Merle the Pearl is officially a Bradford! In only his third appearance on Eight is Enough, the minor league pitcher and major league heartthrob tied the knot with Susan so hastily that we can only assume he was saving himself for marriage.* (The official reason was that mere girlfriends aren’t allowed to travel with the team and our young lovebirds couldn’t bear to be apart.) Unfortunately, it was a double wedding: David and Janet are reunited… and with apologies to Peaches and Herb, it doesn’t feel so good.
Though I value economies of scale as much as the next fiscally-minded geek, a double wedding sounds like a unique form of torture. Admittedly, I’m not a wedding fan in general — I can’t help but view marriage as a private affair, even though Church Mom, a surrogate mother figure to Crankenstein, explained during our long engagement that weddings aren’t for couples, they’re for communities.
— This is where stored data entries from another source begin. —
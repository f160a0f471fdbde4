//! Shared, immutable lookup state for one generation run.
//!
//! Everything the emission tasks consult is assembled here, once, during the
//! sequential model-build phase. After `GenerationContext::build` returns the
//! context is never mutated; emission tasks hold shared references only.

use std::collections::{HashMap, HashSet};

use embergen_schema::model::{
    ApiDescription, BuiltinClass, EnumDef, MemberOffset, ObjectClass,
};

use crate::error::CodegenError;

/// How a type crosses the ABI boundary.
#[derive(Debug, Clone, Copy, PartialEq, Eq)]
pub enum TypeRepr {
    /// Copied by value; the layout is known on both sides.
    Value,
    /// Accessed through an opaque handle, never copied.
    Reference,
}

/// Content storage width for a class-represented builtin type.
#[derive(Debug, Clone, Copy, PartialEq, Eq)]
pub enum Storage {
    /// 4 bytes (or zero-sized sentinel).
    I32,
    /// 8 bytes.
    I64,
    /// 16 bytes.
    I64Pair,
}

impl Storage {
    /// Emitted Rust type for this storage width.
    #[must_use]
    pub const fn rust_type(self) -> &'static str {
        match self {
            Self::I32 => "i32",
            Self::I64 => "i64",
            Self::I64Pair => "[i64; 2]",
        }
    }

    /// Emitted zero initializer for this storage width.
    #[must_use]
    pub const fn zero_init(self) -> &'static str {
        match self {
            Self::I32 | Self::I64 => "0",
            Self::I64Pair => "[0; 2]",
        }
    }
}

/// Primitive tokens that are always value-represented.
const PRIMITIVES: &[&str] = &["int", "float", "bool", "void", "Nil"];

/// Immutable lookup state shared by every emission task.
#[derive(Debug)]
pub struct GenerationContext {
    /// The parsed schema, owned for the lifetime of the run.
    pub api: ApiDescription,
    /// Selected build configuration name.
    pub build_configuration: String,
    /// Byte sizes of builtin types under the selected configuration.
    pub builtin_sizes: HashMap<String, usize>,
    /// Member offset tables under the selected configuration.
    pub member_offsets: HashMap<String, Vec<MemberOffset>>,
    /// Names of value-represented types (schema members present, or primitive).
    struct_types: HashSet<String>,
    /// Object class definitions by name.
    pub class_map: HashMap<String, ObjectClass>,
    /// Builtin type definitions by name.
    pub builtin_map: HashMap<String, BuiltinClass>,
    /// Classes that appear as a parent of some other class.
    pub has_subclasses: HashSet<String>,
    /// Every enum/bitfield the run will emit, keyed by qualified name
    /// (`Name` for globals, `Owner.Name` for nested enums).
    pub enum_registry: HashMap<String, EnumDef>,
    /// Singleton class names; these classes get a shared-instance
    /// accessor instead of a constructor.
    pub singletons: HashSet<String>,
    /// Effective class filter, transitively closed over ancestors.
    /// `None` generates everything.
    class_filter: Option<HashSet<String>>,
}

impl GenerationContext {
    /// Builds the context from a parsed schema.
    ///
    /// # Errors
    /// Returns `CodegenError::UnknownBuildConfiguration` when the requested
    /// configuration has no entry in the schema's size tables.
    pub fn build(
        api: ApiDescription,
        build_configuration: &str,
        filter: &[String],
    ) -> Result<Self, CodegenError> {
        let sizes = api
            .builtin_class_sizes
            .iter()
            .find(|t| t.build_configuration == build_configuration)
            .ok_or_else(|| CodegenError::UnknownBuildConfiguration {
                name: build_configuration.to_string(),
            })?;
        let builtin_sizes: HashMap<String, usize> = sizes
            .sizes
            .iter()
            .map(|s| (s.name.clone(), s.size))
            .collect();

        let member_offsets: HashMap<String, Vec<MemberOffset>> = api
            .builtin_class_member_offsets
            .iter()
            .find(|t| t.build_configuration == build_configuration)
            .map(|t| {
                t.classes
                    .iter()
                    .map(|c| (c.name.clone(), c.members.clone()))
                    .collect()
            })
            .unwrap_or_default();

        let mut struct_types: HashSet<String> =
            PRIMITIVES.iter().map(|s| (*s).to_string()).collect();
        for bc in &api.builtin_classes {
            if bc.members.as_ref().is_some_and(|m| !m.is_empty()) {
                struct_types.insert(bc.name.clone());
            }
        }

        let class_map: HashMap<String, ObjectClass> = api
            .classes
            .iter()
            .map(|c| (c.name.clone(), c.clone()))
            .collect();
        let builtin_map: HashMap<String, BuiltinClass> = api
            .builtin_classes
            .iter()
            .map(|b| (b.name.clone(), b.clone()))
            .collect();
        let has_subclasses: HashSet<String> =
            api.classes.iter().filter_map(|c| c.inherits.clone()).collect();

        let mut enum_registry: HashMap<String, EnumDef> = HashMap::new();
        for en in &api.global_enums {
            enum_registry.insert(en.name.clone(), en.clone());
        }
        for bc in &api.builtin_classes {
            for en in bc.enums.as_deref().unwrap_or(&[]) {
                enum_registry.insert(format!("{}.{}", bc.name, en.name), en.clone());
            }
        }
        for class in &api.classes {
            for en in class.enums.as_deref().unwrap_or(&[]) {
                enum_registry.insert(format!("{}.{}", class.name, en.name), en.clone());
            }
        }

        let singletons: HashSet<String> =
            api.singletons.iter().map(|s| s.ty.clone()).collect();

        let class_filter = if filter.is_empty() {
            None
        } else {
            Some(close_over_ancestors(filter, &class_map))
        };

        Ok(Self {
            api,
            build_configuration: build_configuration.to_string(),
            builtin_sizes,
            member_offsets,
            struct_types,
            class_map,
            builtin_map,
            has_subclasses,
            enum_registry,
            singletons,
            class_filter,
        })
    }

    /// Classifies a type name as value- or reference-represented.
    ///
    /// A type is value-represented iff the schema lists members for it or it
    /// is a recognized primitive; everything else is an opaque handle.
    #[must_use]
    pub fn classify(&self, name: &str) -> TypeRepr {
        if self.struct_types.contains(name) {
            TypeRepr::Value
        } else {
            TypeRepr::Reference
        }
    }

    /// True when the type name is a struct-represented builtin or primitive.
    #[must_use]
    pub fn is_struct(&self, name: &str) -> bool {
        self.struct_types.contains(name)
    }

    /// True when the type name is an object class.
    #[must_use]
    pub fn is_object_class(&self, name: &str) -> bool {
        self.class_map.contains_key(name)
    }

    /// Content storage for a class-represented builtin, derived from the
    /// selected configuration's size table.
    ///
    /// # Errors
    /// Returns a generation error for sizes with no storage mapping.
    pub fn storage_for(&self, name: &str) -> Result<Storage, CodegenError> {
        let size = self.builtin_sizes.get(name).copied().ok_or_else(|| {
            CodegenError::unknown_type(name, format!("size table '{}'", self.build_configuration))
        })?;
        match size {
            0 | 4 => Ok(Storage::I32),
            8 => Ok(Storage::I64),
            16 => Ok(Storage::I64Pair),
            other => Err(CodegenError::generation(format!(
                "no storage mapping for builtin '{name}' of size {other}"
            ))),
        }
    }

    /// True when this class should be generated under the active filter.
    #[must_use]
    pub fn should_generate_class(&self, name: &str) -> bool {
        match &self.class_filter {
            Some(filter) => filter.contains(name),
            None => true,
        }
    }
}

/// Expands an explicit class selection with every ancestor, so inheritance
/// chains stay resolvable in the generated output.
fn close_over_ancestors(
    selected: &[String],
    class_map: &HashMap<String, ObjectClass>,
) -> HashSet<String> {
    let mut closed: HashSet<String> = HashSet::new();
    for name in selected {
        let mut current = Some(name.clone());
        while let Some(cname) = current {
            if !closed.insert(cname.clone()) {
                break;
            }
            current = class_map.get(&cname).and_then(|c| c.inherits.clone());
        }
    }
    closed
}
If anyone could say that with any authority, it was Church Mom, who would laugh that she’s so civic-minded she married thrice.
Her first husband — or was it the second? — was a cross-dresser, she volunteered during one of our earliest get-togethers. She was in her early seventies then and didn’t have much of a filter. According to her family that was a feature, not a bug, but as she neared her eighties it was clear that something was changing. One day she hugged me and drew back, concerned, then shrieked “Is that a port? When did you get a port?”
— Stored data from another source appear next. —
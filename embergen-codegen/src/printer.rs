//! Indentation-aware text accumulator for emitted source.
//!
//! Deliberately small: `line`, `blank`, and `block` cover everything the
//! generators need, and the output is deterministic by construction.

/// Accumulates emitted source text with four-space indentation.
#[derive(Debug, Default)]
pub struct Printer {
    buffer: String,
    indent: usize,
}

impl Printer {
    /// Creates an empty printer.
    #[must_use]
    pub fn new() -> Self {
        Self::default()
    }

    /// Writes the standard generated-file preamble.
    pub fn preamble(&mut self) {
        self.line("// Generated by embergen; do not edit.");
        self.line("#![allow(non_camel_case_types, non_upper_case_globals, dead_code)]");
        self.blank();
        self.line("use std::ffi::c_void;");
        self.line("use std::sync::OnceLock;");
        self.blank();
        self.line("use crate::support::*;");
        self.blank();
    }

    /// Appends one line (or several, split on `\n`) at the current indent.
    pub fn line(&mut self, text: &str) {
        for part in text.split('\n') {
            if part.is_empty() {
                self.buffer.push('\n');
                continue;
            }
            for _ in 0..self.indent {
                self.buffer.push_str("    ");
            }
            self.buffer.push_str(part);
            self.buffer.push('\n');
        }
    }

    /// Appends an empty line.
    pub fn blank(&mut self) {
        self.buffer.push('\n');
    }

    /// Opens a `header {` block, runs `body` one level deeper, closes it.
    pub fn block(&mut self, header: &str, body: impl FnOnce(&mut Self)) {
        self.line(&format!("{header} {{"));
        self.indent += 1;
        body(self);
        self.indent -= 1;
        self.line("}");
    }

    /// Current indent depth, in levels.
    #[must_use]
    pub fn depth(&self) -> usize {
        self.indent
    }

    /// Consumes the printer and returns the accumulated text.
    #[must_use]
    pub fn finish(self) -> String {
        self.buffer
    }

    /// Borrowed view of the accumulated text.
    #[must_use]
    pub fn as_str(&self) -> &str {
        &self.buffer
    }
}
Crankenstein and I exchanged a confused glance. Unlike Church Mom, I had no cancer history. Though I’ve needed different sorts of intravenous lines in the past, my only protuberances at the time were of the usual biological description. She started sending us texts that were uncharacteristically inappropriate around then, like a vulgar lesbian joke conveyed in an old-timey cartoon, and began repeating herself more than usual — and not just verbally.
She would gift me a book for the holidays or my birthday, like The Firebrand and the First Lady, about the friendship between Pauli Murray and Eleanor Roosevelt, or Ruth Bader Ginsburg’s autobiography, and then give Crankenstein the same thing a few months later. Her difficulties with technology increased, which made it maddeningly difficult to get in touch with her at times during the pandemic. Conversing with her became frustrating because of her flightiness.
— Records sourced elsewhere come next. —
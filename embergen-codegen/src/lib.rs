//! Rust bindings generation from the Ember extension API schema.
//!
//! The pipeline is two-phase: the schema is parsed and folded into an
//! immutable [`context::GenerationContext`], then each category of output
//! (core definitions, builtin value types, object classes, utility
//! functions, native structures) is emitted independently against that
//! shared state. Fatal conditions surface as [`CodegenError`]; everything
//! recoverable is a logged skip.
//!
//! # Example
//!
//! ```no_run
//! use embergen_codegen::{generate_from_file, GeneratorSettings};
//!
//! let files = generate_from_file(
//!     std::path::Path::new("extension_api.json"),
//!     &GeneratorSettings::default(),
//! )?;
//! for file in files {
//!     println!("{} ({} bytes)", file.name, file.contents.len());
//! }
//! # Ok::<(), embergen_codegen::CodegenError>(())
//! ```

pub mod builtins;
pub mod classes;
pub mod classify;
pub mod context;
pub mod defaults;
pub mod enums;
pub mod error;
pub mod generator;
pub mod marshal;
pub mod methods;
pub mod naming;
pub mod native_structs;
pub mod printer;
pub mod utility;
pub mod virtuals;

pub use context::GenerationContext;
pub use error::CodegenError;
pub use generator::{GeneratedFile, GeneratedUnit, Generator, GeneratorSettings};

use std::path::Path;

use embergen_schema::model::ApiDescription;

/// Generates bindings from an already-parsed schema.
///
/// # Errors
/// Fatal schema or type-resolution errors abort the run.
pub fn generate(
    api: ApiDescription,
    settings: &GeneratorSettings,
) -> Result<Vec<GeneratedFile>, CodegenError> {
    Generator::new(api, settings)?.run()
}

/// Parses a schema file and generates bindings from it.
///
/// # Errors
/// Fatal on IO, parse, or type-resolution errors.
pub fn generate_from_file(
    path: &Path,
    settings: &GeneratorSettings,
) -> Result<Vec<GeneratedFile>, CodegenError> {
    let api = embergen_schema::parse_api_file(path)?;
    generate(api, settings)
}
This isn’t going anywhere in particular, lest anyone worry I’m eulogizing her: Church Mom’s still around, in a somewhat altered state. I simply thought of her during all the Eight is Enough wedding hijinks, and of her insistence that weddings are for the guests, not for the betrothed. We’re lucky she was at ours, and that David and Janet weren’t. What would we have done with all the dual-couple photos after their inevitable divorce?**
* I almost went with “the minor league pitcher who never misses the strike zone of my heart,” but thinking about whether that made any sense threatened to tie my sleepy brain into knots. Also, here’s the obligatory Bette Midler link for the gays (and gays-in-spirit) among us. If you’ve never listened to The Divine Miss M in its entirety, everyone ought to at least once. And be sure to adjust your phone or computer’s volume accordingly, because Midler has some pipes.
** A TV movie synopsis mentions their divorce.